It’s an allow-list, not a block-list — and that distinction is the whole game. A block-list (“strip <script> and onclick“) fails open: the day a browser ships a new way to execute markup, or an attacker finds an encoding you didn’t anticipate, your filter waves it through. An allow-list fails closed: anything not explicitly named is removed, so an unknown attack vector is denied by default rather than permitted by omission. Only the tags and attributes we listed survive; a <script>, an onclick=, a javascript: URL, or a style expression is stripped because it was never on the list.

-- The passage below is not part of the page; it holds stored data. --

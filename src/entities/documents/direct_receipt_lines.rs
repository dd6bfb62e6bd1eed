use rust_decimal::Decimal;
use sea_orm::entity::prelude::*;
use serde::{Deserialize, Serialize};

#[derive(Clone, Debug, PartialEq, DeriveEntityModel, Serialize, Deserialize)]
#[sea_orm(table_name = "direct_receipt_lines")]
pub struct Model {
    #[sea_orm(primary_key, auto_increment = false)]
    pub doc_no: String,
    #[sea_orm(primary_key, auto_increment = false)]
    pub line_no: i32,
    pub item: String,
    pub batch: String,
    pub source: String,
    #[sea_orm(column_type = "Decimal(Some((19, 4)))")]
    pub quantity: Decimal,
    pub cancelled: bool,
    pub remark: Option<String>,
}

#[derive(Copy, Clone, Debug, EnumIter, DeriveRelation)]
pub enum Relation {
    #[sea_orm(
        belongs_to = "super::direct_receipt_headers::Entity",
        from = "Column::DocNo",
        to = "super::direct_receipt_headers::Column::DocNo"
    )]
    Header,
}

impl Related<super::direct_receipt_headers::Entity> for Entity {
    fn to() -> RelationDef {
        Relation::Header.def()
    }
}

impl ActiveModelBehavior for ActiveModel {}
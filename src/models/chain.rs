use rust_decimal::Decimal;
use sea_orm::entity::prelude::*;
use serde::{Deserialize, Serialize};

use super::ledger::DocumentType;

/// Derived fulfillment state of a document header.
#[derive(
    Clone,
    Copy,
    Debug,
    PartialEq,
    Eq,
    EnumIter,
    DeriveActiveEnum,
    Serialize,
    Deserialize,
    strum::Display,
    strum::EnumString,
)]
#[sea_orm(rs_type = "String", db_type = "String(StringLen::N(32))")]
pub enum FulfillmentStatus {
    #[sea_orm(string_value = "Outstanding")]
    Outstanding,
    #[sea_orm(string_value = "Partial")]
    Partial,
    #[sea_orm(string_value = "Success")]
    Success,
}

impl FulfillmentStatus {
    /// Derives a header status from `(requested, covered)` pairs of its non-cancelled lines.
    ///
    /// Returns `None` when there are no lines to judge, in which case the stored status
    /// is left as it is.
    pub fn derive(lines: &[(Decimal, Decimal)]) -> Option<Self> {
        if lines.is_empty() {
            return None;
        }
        if lines.iter().all(|(requested, covered)| covered >= requested) {
            Some(Self::Success)
        } else if lines.iter().all(|(_, covered)| covered.is_zero()) {
            Some(Self::Outstanding)
        } else {
            Some(Self::Partial)
        }
    }
}

/// Per-line indicator maintained on upstream detail lines.
#[derive(Debug, Clone, Copy, PartialEq, Eq, Serialize, Deserialize, strum::Display)]
pub enum LineFlag {
    /// True until the line is referenced by a downstream line.
    Open,
    /// True once referenced.
    Used,
    /// True once referenced.
    Success,
}

impl LineFlag {
    pub fn column(&self) -> &'static str {
        match self {
            LineFlag::Open => "open",
            LineFlag::Used => "used",
            LineFlag::Success => "success",
        }
    }

    /// Flag value for a line that is (or is not) referenced by a live downstream line.
    pub fn value_for(&self, referenced: bool) -> bool {
        match self {
            LineFlag::Open => !referenced,
            LineFlag::Used | LineFlag::Success => referenced,
        }
    }
}

impl DocumentType {
    /// The document type this one is built from, if any.
    pub fn upstream(&self) -> Option<DocumentType> {
        match self {
            DocumentType::PurchaseOrderRequest => Some(DocumentType::MaterialRequest),
            DocumentType::PurchaseOrder => Some(DocumentType::PurchaseOrderRequest),
            DocumentType::PurchaseReceipt => Some(DocumentType::PurchaseOrder),
            DocumentType::PurchaseReturn => Some(DocumentType::PurchaseReceipt),
            DocumentType::MaterialReceive => Some(DocumentType::MaterialTransfer),
            _ => None,
        }
    }

    /// The document type built from this one, if any.
    pub fn downstream(&self) -> Option<DocumentType> {
        match self {
            DocumentType::MaterialRequest => Some(DocumentType::PurchaseOrderRequest),
            DocumentType::PurchaseOrderRequest => Some(DocumentType::PurchaseOrder),
            DocumentType::PurchaseOrder => Some(DocumentType::PurchaseReceipt),
            DocumentType::PurchaseReceipt => Some(DocumentType::PurchaseReturn),
            DocumentType::MaterialTransfer => Some(DocumentType::MaterialReceive),
            _ => None,
        }
    }

    /// Whether every line of this type must name an upstream line.
    pub fn requires_upstream(&self) -> bool {
        matches!(
            self,
            DocumentType::PurchaseOrderRequest
                | DocumentType::PurchaseReceipt
                | DocumentType::PurchaseReturn
                | DocumentType::MaterialReceive
        )
    }

    /// Line indicator driven by downstream references.
    pub fn line_flag(&self) -> Option<LineFlag> {
        match self {
            DocumentType::MaterialRequest => Some(LineFlag::Open),
            DocumentType::PurchaseOrderRequest | DocumentType::PurchaseReceipt => {
                Some(LineFlag::Used)
            }
            DocumentType::PurchaseOrder | DocumentType::MaterialTransfer => {
                Some(LineFlag::Success)
            }
            _ => None,
        }
    }

    /// Whether the header carries a derived [`FulfillmentStatus`].
    pub fn tracks_status(&self) -> bool {
        matches!(
            self,
            DocumentType::MaterialRequest
                | DocumentType::PurchaseOrderRequest
                | DocumentType::PurchaseOrder
                | DocumentType::MaterialTransfer
        )
    }

    /// Links into this type carry the physical stock, so batch and source must match upstream.
    pub fn links_stock_identity(&self) -> bool {
        matches!(
            self,
            DocumentType::PurchaseReturn | DocumentType::MaterialReceive
        )
    }
}

/// A header status written by the chain propagator.
#[derive(Debug, Clone, PartialEq, Eq, Serialize, Deserialize)]
pub struct StatusChange {
    pub doc_type: DocumentType,
    pub doc_no: String,
    pub from: Option<FulfillmentStatus>,
    pub to: FulfillmentStatus,
}

/// Reference from a downstream line to the upstream line that authorised it.
#[derive(Debug, Clone, PartialEq, Eq, Hash, Serialize, Deserialize)]
pub struct UpstreamRef {
    pub doc_no: String,
    pub line_no: i32,
}

impl UpstreamRef {
    pub fn new(doc_no: impl Into<String>, line_no: i32) -> Self {
        Self {
            doc_no: doc_no.into(),
            line_no,
        }
    }
}

#[cfg(test)]
mod tests {
    use super::*;
    use rstest::rstest;
    use rust_decimal_macros::dec;
    use strum::IntoEnumIterator;

    #[rstest]
    #[case(&[(dec!(10), dec!(10))], Some(FulfillmentStatus::Success))]
    #[case(&[(dec!(10), dec!(4))], Some(FulfillmentStatus::Partial))]
    #[case(&[(dec!(10), dec!(0))], Some(FulfillmentStatus::Outstanding))]
    #[case(&[(dec!(10), dec!(10)), (dec!(5), dec!(0))], Some(FulfillmentStatus::Partial))]
    #[case(&[(dec!(10), dec!(12)), (dec!(5), dec!(5))], Some(FulfillmentStatus::Success))]
    #[case(&[], None)]
    fn derives_header_status(
        #[case] lines: &[(Decimal, Decimal)],
        #[case] expected: Option<FulfillmentStatus>,
    ) {
        assert_eq!(FulfillmentStatus::derive(lines), expected);
    }

    #[test]
    fn open_flag_is_inverted() {
        assert!(LineFlag::Open.value_for(false));
        assert!(!LineFlag::Open.value_for(true));
        assert!(LineFlag::Success.value_for(true));
        assert!(!LineFlag::Used.value_for(false));
    }

    #[test]
    fn chain_links_are_symmetric() {
        for doc_type in DocumentType::iter() {
            if let Some(downstream) = doc_type.downstream() {
                assert_eq!(downstream.upstream(), Some(doc_type));
                assert!(doc_type.line_flag().is_some(), "{doc_type} has no line flag");
            }
            if doc_type.requires_upstream() {
                assert!(doc_type.upstream().is_some());
            }
        }
    }
}
use async_trait::async_trait;
use chrono::{DateTime, NaiveDate, Utc};
use sea_orm::{ActiveValue::Set, ConnectionTrait, DbErr, EntityTrait};

use super::{line_intent, StockDocument};
use crate::{
    entities::documents::{
        material_request_headers, material_request_lines, purchase_order_headers,
        purchase_order_lines, purchase_order_request_headers, purchase_order_request_lines,
        purchase_receipt_headers, purchase_receipt_lines, purchase_return_headers,
        purchase_return_lines,
    },
    models::{
        Direction, DocumentLine, DocumentType, FulfillmentStatus, LineFlag, MaterialRequest,
        MovementIntent, PurchaseOrder, PurchaseOrderRequest, PurchaseReceipt, PurchaseReturn,
    },
};

fn upstream_doc_no(line: &DocumentLine) -> Option<String> {
    line.upstream.as_ref().map(|up| up.doc_no.clone())
}

fn upstream_line_no(line: &DocumentLine) -> Option<i32> {
    line.upstream.as_ref().map(|up| up.line_no)
}

#[async_trait]
impl StockDocument for MaterialRequest {
    const DOC_TYPE: DocumentType = DocumentType::MaterialRequest;

    fn doc_no(&self) -> &str {
        &self.doc_no
    }

    fn doc_date(&self) -> NaiveDate {
        self.doc_date
    }

    fn lines(&self) -> &[DocumentLine] {
        &self.lines
    }

    async fn insert_header<C>(&self, conn: &C, actor: &str, now: DateTime<Utc>) -> Result<(), DbErr>
    where
        C: ConnectionTrait,
    {
        let header = material_request_headers::ActiveModel {
            doc_no: Set(self.doc_no.clone()),
            doc_date: Set(self.doc_date),
            warehouse: Set(self.warehouse.clone()),
            requested_by: Set(self.requested_by.clone()),
            remark: Set(self.remark.clone()),
            status: Set(FulfillmentStatus::Outstanding),
            actor: Set(actor.to_string()),
            created_at: Set(now),
        };
        material_request_headers::Entity::insert(header)
            .exec_without_returning(conn)
            .await?;
        Ok(())
    }

    async fn insert_lines<C>(&self, conn: &C) -> Result<(), DbErr>
    where
        C: ConnectionTrait,
    {
        let open = LineFlag::Open.value_for(false);
        let rows = self.lines.iter().map(|line| material_request_lines::ActiveModel {
            doc_no: Set(self.doc_no.clone()),
            line_no: Set(line.line_no),
            item: Set(line.item.clone()),
            batch: Set(line.batch.clone()),
            source: Set(line.source.clone()),
            quantity: Set(line.quantity),
            cancelled: Set(false),
            open: Set(open),
            remark: Set(line.remark.clone()),
        });
        material_request_lines::Entity::insert_many(rows)
            .exec_without_returning(conn)
            .await?;
        Ok(())
    }
}

#[async_trait]
impl StockDocument for PurchaseOrderRequest {
    const DOC_TYPE: DocumentType = DocumentType::PurchaseOrderRequest;

    fn doc_no(&self) -> &str {
        &self.doc_no
    }

    fn doc_date(&self) -> NaiveDate {
        self.doc_date
    }

    fn lines(&self) -> &[DocumentLine] {
        &self.lines
    }

    async fn insert_header<C>(&self, conn: &C, actor: &str, now: DateTime<Utc>) -> Result<(), DbErr>
    where
        C: ConnectionTrait,
    {
        let header = purchase_order_request_headers::ActiveModel {
            doc_no: Set(self.doc_no.clone()),
            doc_date: Set(self.doc_date),
            warehouse: Set(self.warehouse.clone()),
            requested_by: Set(self.requested_by.clone()),
            remark: Set(self.remark.clone()),
            status: Set(FulfillmentStatus::Outstanding),
            actor: Set(actor.to_string()),
            created_at: Set(now),
        };
        purchase_order_request_headers::Entity::insert(header)
            .exec_without_returning(conn)
            .await?;
        Ok(())
    }

    async fn insert_lines<C>(&self, conn: &C) -> Result<(), DbErr>
    where
        C: ConnectionTrait,
    {
        let rows = self
            .lines
            .iter()
            .map(|line| purchase_order_request_lines::ActiveModel {
                doc_no: Set(self.doc_no.clone()),
                line_no: Set(line.line_no),
                item: Set(line.item.clone()),
                batch: Set(line.batch.clone()),
                source: Set(line.source.clone()),
                quantity: Set(line.quantity),
                cancelled: Set(false),
                used: Set(LineFlag::Used.value_for(false)),
                upstream_doc_no: Set(upstream_doc_no(line)),
                upstream_line_no: Set(upstream_line_no(line)),
                remark: Set(line.remark.clone()),
            });
        purchase_order_request_lines::Entity::insert_many(rows)
            .exec_without_returning(conn)
            .await?;
        Ok(())
    }
}

#[async_trait]
impl StockDocument for PurchaseOrder {
    const DOC_TYPE: DocumentType = DocumentType::PurchaseOrder;

    fn doc_no(&self) -> &str {
        &self.doc_no
    }

    fn doc_date(&self) -> NaiveDate {
        self.doc_date
    }

    fn lines(&self) -> &[DocumentLine] {
        &self.lines
    }

    async fn insert_header<C>(&self, conn: &C, actor: &str, now: DateTime<Utc>) -> Result<(), DbErr>
    where
        C: ConnectionTrait,
    {
        let header = purchase_order_headers::ActiveModel {
            doc_no: Set(self.doc_no.clone()),
            doc_date: Set(self.doc_date),
            warehouse: Set(self.warehouse.clone()),
            supplier: Set(self.supplier.clone()),
            remark: Set(self.remark.clone()),
            status: Set(FulfillmentStatus::Outstanding),
            actor: Set(actor.to_string()),
            created_at: Set(now),
        };
        purchase_order_headers::Entity::insert(header)
            .exec_without_returning(conn)
            .await?;
        Ok(())
    }

    async fn insert_lines<C>(&self, conn: &C) -> Result<(), DbErr>
    where
        C: ConnectionTrait,
    {
        let rows = self.lines.iter().map(|line| purchase_order_lines::ActiveModel {
            doc_no: Set(self.doc_no.clone()),
            line_no: Set(line.line_no),
            item: Set(line.item.clone()),
            batch: Set(line.batch.clone()),
            source: Set(line.source.clone()),
            quantity: Set(line.quantity),
            cancelled: Set(false),
            success: Set(LineFlag::Success.value_for(false)),
            upstream_doc_no: Set(upstream_doc_no(line)),
            upstream_line_no: Set(upstream_line_no(line)),
            remark: Set(line.remark.clone()),
        });
        purchase_order_lines::Entity::insert_many(rows)
            .exec_without_returning(conn)
            .await?;
        Ok(())
    }
}

/// Received quantities land at the header warehouse under the batch and source
/// given on each line.
#[async_trait]
impl StockDocument for PurchaseReceipt {
    const DOC_TYPE: DocumentType = DocumentType::PurchaseReceipt;

    fn doc_no(&self) -> &str {
        &self.doc_no
    }

    fn doc_date(&self) -> NaiveDate {
        self.doc_date
    }

    fn lines(&self) -> &[DocumentLine] {
        &self.lines
    }

    fn movement_intents(&self) -> Vec<MovementIntent> {
        self.lines
            .iter()
            .map(|line| {
                line_intent(
                    Self::DOC_TYPE,
                    &self.doc_no,
                    self.doc_date,
                    &self.warehouse,
                    line,
                    Direction::Received,
                )
            })
            .collect()
    }

    async fn insert_header<C>(&self, conn: &C, actor: &str, now: DateTime<Utc>) -> Result<(), DbErr>
    where
        C: ConnectionTrait,
    {
        let header = purchase_receipt_headers::ActiveModel {
            doc_no: Set(self.doc_no.clone()),
            doc_date: Set(self.doc_date),
            warehouse: Set(self.warehouse.clone()),
            supplier: Set(self.supplier.clone()),
            remark: Set(self.remark.clone()),
            actor: Set(actor.to_string()),
            created_at: Set(now),
        };
        purchase_receipt_headers::Entity::insert(header)
            .exec_without_returning(conn)
            .await?;
        Ok(())
    }

    async fn insert_lines<C>(&self, conn: &C) -> Result<(), DbErr>
    where
        C: ConnectionTrait,
    {
        let rows = self.lines.iter().map(|line| purchase_receipt_lines::ActiveModel {
            doc_no: Set(self.doc_no.clone()),
            line_no: Set(line.line_no),
            item: Set(line.item.clone()),
            batch: Set(line.batch.clone()),
            source: Set(line.source.clone()),
            quantity: Set(line.quantity),
            cancelled: Set(false),
            used: Set(LineFlag::Used.value_for(false)),
            upstream_doc_no: Set(upstream_doc_no(line)),
            upstream_line_no: Set(upstream_line_no(line)),
            remark: Set(line.remark.clone()),
        });
        purchase_receipt_lines::Entity::insert_many(rows)
            .exec_without_returning(conn)
            .await?;
        Ok(())
    }
}

#[async_trait]
impl StockDocument for PurchaseReturn {
    const DOC_TYPE: DocumentType = DocumentType::PurchaseReturn;

    fn doc_no(&self) -> &str {
        &self.doc_no
    }

    fn doc_date(&self) -> NaiveDate {
        self.doc_date
    }

    fn lines(&self) -> &[DocumentLine] {
        &self.lines
    }

    fn movement_intents(&self) -> Vec<MovementIntent> {
        self.lines
            .iter()
            .map(|line| {
                line_intent(
                    Self::DOC_TYPE,
                    &self.doc_no,
                    self.doc_date,
                    &self.warehouse,
                    line,
                    Direction::Consumed,
                )
            })
            .collect()
    }

    fn upstream_header_match(&self) -> Vec<(&'static str, &str)> {
        vec![("warehouse", self.warehouse.as_str())]
    }

    async fn insert_header<C>(&self, conn: &C, actor: &str, now: DateTime<Utc>) -> Result<(), DbErr>
    where
        C: ConnectionTrait,
    {
        let header = purchase_return_headers::ActiveModel {
            doc_no: Set(self.doc_no.clone()),
            doc_date: Set(self.doc_date),
            warehouse: Set(self.warehouse.clone()),
            supplier: Set(self.supplier.clone()),
            remark: Set(self.remark.clone()),
            actor: Set(actor.to_string()),
            created_at: Set(now),
        };
        purchase_return_headers::Entity::insert(header)
            .exec_without_returning(conn)
            .await?;
        Ok(())
    }

    async fn insert_lines<C>(&self, conn: &C) -> Result<(), DbErr>
    where
        C: ConnectionTrait,
    {
        let rows = self.lines.iter().map(|line| purchase_return_lines::ActiveModel {
            doc_no: Set(self.doc_no.clone()),
            line_no: Set(line.line_no),
            item: Set(line.item.clone()),
            batch: Set(line.batch.clone()),
            source: Set(line.source.clone()),
            quantity: Set(line.quantity),
            cancelled: Set(false),
            upstream_doc_no: Set(upstream_doc_no(line)),
            upstream_line_no: Set(upstream_line_no(line)),
            remark: Set(line.remark.clone()),
        });
        purchase_return_lines::Entity::insert_many(rows)
            .exec_without_returning(conn)
            .await?;
        Ok(())
    }
}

Iframes get a second pass: an embed is kept only if its host is on an explicit allow-list (YouTube, Vimeo, SoundCloud, GitHub gist, Google Docs, CodePen, CodeSandbox), so a section can embed a lecture video but not an attacker-controlled frame that could clickjack a learner or load a tracking pixel farm. This is the OWASP discipline from Part 10 applied at a concrete, dangerous surface — and because the allow-lists (tags, attributes, protocols, iframe hosts) are all declared in one small class, the platform’s entire policy on “what authored content may do” is reviewable on a single screen.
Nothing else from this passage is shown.